Paper Title
Cooperative Approach Based on Imrpoved Geanerative Adversial Networks for Cerebral Tumor Detection
Abstract
One of the most critical problems in medical imaging is having high-quality data on healthy and sick patients. Also, gathering and creating a useful dataset is very time-consuming and is not always cost- effective. Machine learning methods are the newest methods in image processing, especially in medical image processing for classification, egmentation, and translation. GAN (Generative Adversarial Networks) is a class of machine learning frameworks that we consider a solution to image-to-image translation problems and segmentation for 3D visualization. One of GAN's applications is generating more realistic data for training and validation to improve the performance of the algorithm and evaluation.
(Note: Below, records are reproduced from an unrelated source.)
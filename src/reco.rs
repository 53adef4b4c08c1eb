// src/reco.rs
//! Recommendation artifact handed from the optimizer to the engine.

use anyhow::{anyhow, Context, Result};
use chrono::{DateTime, Utc};
use serde::{Deserialize, Serialize};
use std::fs;
use std::path::Path;

pub const RECO_VERSION: &str = "reco.v1";

#[derive(Debug, Clone, PartialEq, Serialize, Deserialize)]
pub struct SignalQuota {
    pub signal: String,
    pub mean_reward: f64,
    pub n: u64,
    pub suggested_daily_quota: i64,
}

#[derive(Debug, Clone, PartialEq, Serialize, Deserialize)]
pub struct Recommendation {
    pub version: String,
    pub generated_at: DateTime<Utc>,
    pub input_paper: String,
    #[serde(default, skip_serializing_if = "String::is_empty")]
    pub input_labels: String,
    pub primary_window_sec: u64,
    pub slots: i64,
    #[serde(default)]
    pub quotas: Vec<SignalQuota>,
}

impl Recommendation {
    /// Usable quotas only: non-empty signal and a positive quota.
    pub fn usable_quotas(&self) -> impl Iterator<Item = (&str, usize)> {
        self.quotas.iter().filter_map(|q| {
            let sig = q.signal.trim();
            (!sig.is_empty() && q.suggested_daily_quota > 0)
                .then_some((sig, q.suggested_daily_quota as usize))
        })
    }
}

/// Pretty JSON with a trailing newline; parent directories are created.
pub fn write(path: &Path, r: &Recommendation) -> Result<()> {
    if path.as_os_str().is_empty() {
        return Err(anyhow!("empty recommendation path"));
    }
    if let Some(dir) = path.parent().filter(|d| !d.as_os_str().is_empty()) {
        fs::create_dir_all(dir).with_context(|| format!("create {}", dir.display()))?;
    }
    let mut body = serde_json::to_string_pretty(r).context("encode recommendation")?;
    body.push('\n');
    fs::write(path, body).with_context(|| format!("write {}", path.display()))?;
    Ok(())
}

pub fn read(path: &Path) -> Result<Recommendation> {
    let raw = fs::read_to_string(path).with_context(|| format!("read {}", path.display()))?;
    serde_json::from_str(&raw).with_context(|| format!("parse {}", path.display()))
}
// src/optimizer/quotas.rs
use chrono::{DateTime, Utc};
use rand::Rng;
use std::collections::BTreeMap;

use super::bandit::Bandit;
use crate::reco::{Recommendation, SignalQuota, RECO_VERSION};

/// Split `slots` daily action slots across arms: each round samples every
/// arm afresh and gives one slot to the best draw. Arms are not updated
/// between rounds.
pub fn suggest_quotas<R: Rng + ?Sized>(
    rng: &mut R,
    bandit: &Bandit,
    slots: i64,
) -> BTreeMap<String, i64> {
    let mut out = BTreeMap::new();
    if bandit.is_empty() || slots <= 0 {
        return out;
    }
    for _ in 0..slots {
        let mut best: Option<(&str, f64)> = None;
        for (key, arm) in &bandit.arms {
            let s = arm.sample(rng);
            if best.map_or(true, |(_, score)| s > score) {
                best = Some((key.as_str(), s));
            }
        }
        let Some((key, _)) = best else { break };
        *out.entry(key.to_string()).or_insert(0) += 1;
    }
    out
}

/// Every arm appears, including those that won no slot. Ordered by quota,
/// then mean reward, then signal name.
pub fn build_recommendation(
    now: DateTime<Utc>,
    input_paper: &str,
    input_labels: &str,
    primary_window_sec: u64,
    slots: i64,
    quotas: &BTreeMap<String, i64>,
    bandit: &Bandit,
) -> Recommendation {
    let mut qs: Vec<SignalQuota> = bandit
        .arms
        .iter()
        .map(|(key, arm)| SignalQuota {
            signal: key.clone(),
            mean_reward: arm.mean(),
            n: arm.n,
            suggested_daily_quota: quotas.get(key).copied().unwrap_or(0),
        })
        .collect();
    qs.sort_by(|x, y| {
        y.suggested_daily_quota
            .cmp(&x.suggested_daily_quota)
            .then_with(|| y.mean_reward.total_cmp(&x.mean_reward))
            .then_with(|| x.signal.cmp(&y.signal))
    });

    Recommendation {
        version: RECO_VERSION.to_string(),
        generated_at: now,
        input_paper: input_paper.to_string(),
        input_labels: input_labels.to_string(),
        primary_window_sec,
        slots,
        quotas: qs,
    }
}

#[cfg(test)]
mod tests {
    use super::*;
    use chrono::TimeZone;
    use rand::rngs::StdRng;
    use rand::SeedableRng;

    fn skewed() -> Bandit {
        let mut b = Bandit::new();
        for i in 0..20 {
            b.update("sig_A", u8::from(i < 16));
            b.update("sig_B", u8::from(i < 4));
        }
        b
    }

    #[test]
    fn quotas_sum_to_slots_and_favor_the_better_arm() {
        let b = skewed();
        let q = suggest_quotas(&mut StdRng::seed_from_u64(7), &b, 30);
        assert_eq!(q.values().sum::<i64>(), 30);
        let a = q.get("sig_A").copied().unwrap_or(0);
        let bb = q.get("sig_B").copied().unwrap_or(0);
        assert!(a >= bb, "a={a} b={bb}");
    }

    #[test]
    fn quotas_are_deterministic_for_a_seed() {
        let b = skewed();
        let one = suggest_quotas(&mut StdRng::seed_from_u64(42), &b, 25);
        let two = suggest_quotas(&mut StdRng::seed_from_u64(42), &b, 25);
        assert_eq!(one, two);
    }

    #[test]
    fn empty_inputs_give_no_quotas() {
        let mut rng = StdRng::seed_from_u64(1);
        assert!(suggest_quotas(&mut rng, &Bandit::new(), 10).is_empty());
        assert!(suggest_quotas(&mut rng, &skewed(), 0).is_empty());
    }

    #[test]
    fn recommendation_lists_every_arm_in_order() {
        let mut b = skewed();
        b.ensure("sig_C");
        let mut quotas = BTreeMap::new();
        quotas.insert("sig_A".to_string(), 7);
        quotas.insert("sig_B".to_string(), 3);
        let now = Utc.with_ymd_and_hms(2026, 1, 29, 8, 0, 0).unwrap();
        let r = build_recommendation(now, "paper.jsonl", "", 30, 10, &quotas, &b);

        assert_eq!(r.version, RECO_VERSION);
        assert_eq!(r.primary_window_sec, 30);
        let order: Vec<_> = r.quotas.iter().map(|q| q.signal.as_str()).collect();
        assert_eq!(order, vec!["sig_A", "sig_B", "sig_C"]);
        assert_eq!(r.quotas[2].suggested_daily_quota, 0);
        assert_eq!(r.quotas[2].mean_reward, 0.5);
        assert_eq!(r.quotas[0].n, 20);
    }

    #[test]
    fn equal_quotas_fall_back_to_mean_then_name() {
        let mut b = Bandit::new();
        b.ensure("zeta");
        b.ensure("alpha");
        b.update("mid", 1);
        let r = build_recommendation(Utc::now(), "-", "", 0, 0, &BTreeMap::new(), &b);
        let order: Vec<_> = r.quotas.iter().map(|q| q.signal.as_str()).collect();
        assert_eq!(order, vec!["mid", "alpha", "zeta"]);
    }
}
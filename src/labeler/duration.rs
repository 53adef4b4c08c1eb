// src/labeler/duration.rs
use once_cell::sync::Lazy;
use regex::Regex;
use std::time::Duration;

use crate::error::RadarError;

static RE_FULL: Lazy<Option<Regex>> =
    Lazy::new(|| Regex::new(r"^(?:\d+(?:\.\d+)?(?:ms|s|m|h))+$").ok());
static RE_PART: Lazy<Option<Regex>> = Lazy::new(|| Regex::new(r"(\d+(?:\.\d+)?)(ms|s|m|h)").ok());

/// Parse durations like `10s`, `5m`, `1m30s`, `250ms`, `1.5h`. A bare `0`
/// is accepted as zero.
pub fn parse_duration(s: &str) -> Result<Duration, RadarError> {
    let s = s.trim();
    if s == "0" {
        return Ok(Duration::ZERO);
    }
    let invalid = || RadarError::Parse(format!("invalid duration '{s}'"));
    let (Some(full), Some(part)) = (RE_FULL.as_ref(), RE_PART.as_ref()) else {
        return Err(invalid());
    };
    if !full.is_match(s) {
        return Err(invalid());
    }
    let mut total = 0f64;
    for cap in part.captures_iter(s) {
        let n: f64 = cap[1].parse().map_err(|_| invalid())?;
        total += match &cap[2] {
            "ms" => n / 1000.0,
            "s" => n,
            "m" => n * 60.0,
            _ => n * 3600.0,
        };
    }
    Duration::try_from_secs_f64(total).map_err(|_| invalid())
}

/// Comma-separated list of strictly positive durations.
pub fn parse_windows(s: &str) -> Result<Vec<Duration>, RadarError> {
    if s.trim().is_empty() {
        return Err(RadarError::Parse("empty windows".into()));
    }
    let mut out = Vec::new();
    for part in s.split(',').map(str::trim).filter(|p| !p.is_empty()) {
        let d = parse_duration(part)?;
        if d.is_zero() {
            return Err(RadarError::Parse(format!("window must be > 0: {part}")));
        }
        out.push(d);
    }
    if out.is_empty() {
        return Err(RadarError::Parse("no windows parsed".into()));
    }
    Ok(out)
}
We propose a high-quality image-to-image translation framework based on Cycle-GAN in a paired and unpaired model of translation from T1 (or T2) to T2(or T1) weighted MRI (Magnetic Resonance Imaging) of brain images. Forevaluation, we used a dataset that consisted of T1 and T2 images acquired using the 3D structural MRI modality. BTseg allows the visualization of medical scans of each patient in 3D, the instant detection of the presence of a tumor and its localization by displaying the corresponding mask. In order to take advantage of all results of the used 3D models (3D U-Net and 3D WGAN), a combination of models has been performed. This offers medical professionals several advantages particularly in terms of accuracy and detection speed. The concept of the proposed software according to the evaluation metrics IoU score and Dice similarity coefficient – the results were very satisfactory.
Keywords - MRI, Brain tumors, BraTS21, Image segmentation, U-Net, GAN, WGAN, 3D, segmentation, model combination.